Persönliches Fazit von Jirko Alex:
„Spore“ will so viel mehr sein als ein gewöhnliches Spiel und damit dem Einheitsbrei ein Schnippchen schlagen. Die komplette Evolution nachspielen zu können, bietet gewiss auch die richtige Rahmenbedingung – viel mehr Stoff wollte bisher wohl kaum jemand in einem Spiel verweben. Damit das Geschehen dabei nicht nur zeitlich variiert, setzt Maxis zudem auf gleich mehrere Spielgenres, die die verschiedenen Entwicklungsphasen verknüpfen. Ein viel versprechendes Rezept eigentlich, das nicht scheitern kann, oder doch?

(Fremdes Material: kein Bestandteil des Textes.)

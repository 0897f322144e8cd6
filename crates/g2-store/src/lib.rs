//! Durable persistence for chats, messages, registered groups, sessions, archived
//! sessions, scheduled tasks, task run logs and router cursor state.
//!
//! Backed by a single `rusqlite` connection guarded by a `std::sync::Mutex` and run
//! through `tokio::task::spawn_blocking`, since SQLite's API is synchronous and must
//! never block the async runtime's worker threads.

mod migrations;
mod rows;

use std::{
    path::Path,
    sync::{Arc, Mutex},
};

use rusqlite::{params, Connection, OptionalExtension};
use thiserror::Error;

pub use rows::{
    ArchivedSession, Chat, Message, RegisteredGroup, ScheduledTask, Session, TaskRunLog,
};

use g2_core::domain::{ArchiveId, ContextMode, GroupFolder, Jid, ScheduleType, TaskId, TaskStatus};

#[derive(Debug, Error)]
pub enum StoreError {
    #[error("sqlite error: {0}")]
    Sqlite(#[from] rusqlite::Error),
    #[error("json error: {0}")]
    Json(#[from] serde_json::Error),
    #[error("store task panicked: {0}")]
    Join(#[from] tokio::task::JoinError),
    #[error("{0}")]
    Other(String),
}

pub type Result<T> = std::result::Result<T, StoreError>;

impl From<StoreError> for g2_core::Error {
    fn from(e: StoreError) -> Self {
        g2_core::Error::Store(e.to_string())
    }
}

#[derive(Clone)]
pub struct StateStore {
    conn: Arc<Mutex<Connection>>,
}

Der Kunstgriff, der hierbei über das Gelingen oder Scheitern entscheidet, ist jedoch der Schwierigkeitsgrad. Spore will sich auf der einen Seite den „Casual-Gamer“ erschließen, der kaum Erfahrung mit einem Computerspiel und dessen Steuerung hat. Für diesen – wie auch jeden anderen, der etwas Neues sucht – ist die Zellenphase zweifellos spaßig. Auf der anderen Seite setzen vor allem die späteren Phasen darauf, dass man – wenn auch auf eine simple Art – Strategieelemente spielen kann und will. Während dies selbst für einen Gelegenheitsspieler noch schaffbar ist, verliert „Spore“ gleichzeitig den Charme, den es sich in den ersten beiden Phasen angeeignet hat: Wuchs man anfangs noch mit der Kreatur, kann man sie später bestenfalls neu einkleiden. Statt einen winzigen Einzeller ins Zentrum des Ursuppenuniversums zu stellen, verkommen die später ausgewachsenen Kreaturen zu Pixelhaufen, die kaum mehr relevant sind – ja, nicht einmal mehr direkt gesteuert werden können.
Das mag prinzipiell nicht falsch sein – schließlich denkt „Spore“ zuletzt global, wenn nicht gerade universal. Doch stellt sich die Frage, wer letztendlich an dem Spiel Gefallen finden soll. Der von der Zellen- und Kreaturenphase faszinierte Spieler fühlt sein Machwerk erster Stunde vernachlässigt. Ein Strategiespieler ist von der Stammes- und Zivilisationsphase heillos unterfordert und – falls ihn das nicht stören sollte – muss er sich zuerst durch zwar innovative, für den weiteren Spielverlauf aber nicht essentielle Phasen schieben. Das Spiel vertraut quasi darauf, dass der Spieler vieles will und mit sich machen lässt, dabei aber quasi niemals zu tief in die Materie einsteigen möchte. Für erfahrene Spieler ist „Spore“ daher vermutlich zu kurzweilig. Umgekehrt könnten Gelegenheitsspieler an einer der späteren Phasen keinen Gefallen finden.
„Spore“ ist damit letztendlich kein Einheitsbrei. Aber der Versuch, alles unter einem Dach zu vereinen, muss deshalb nicht besser schmecken.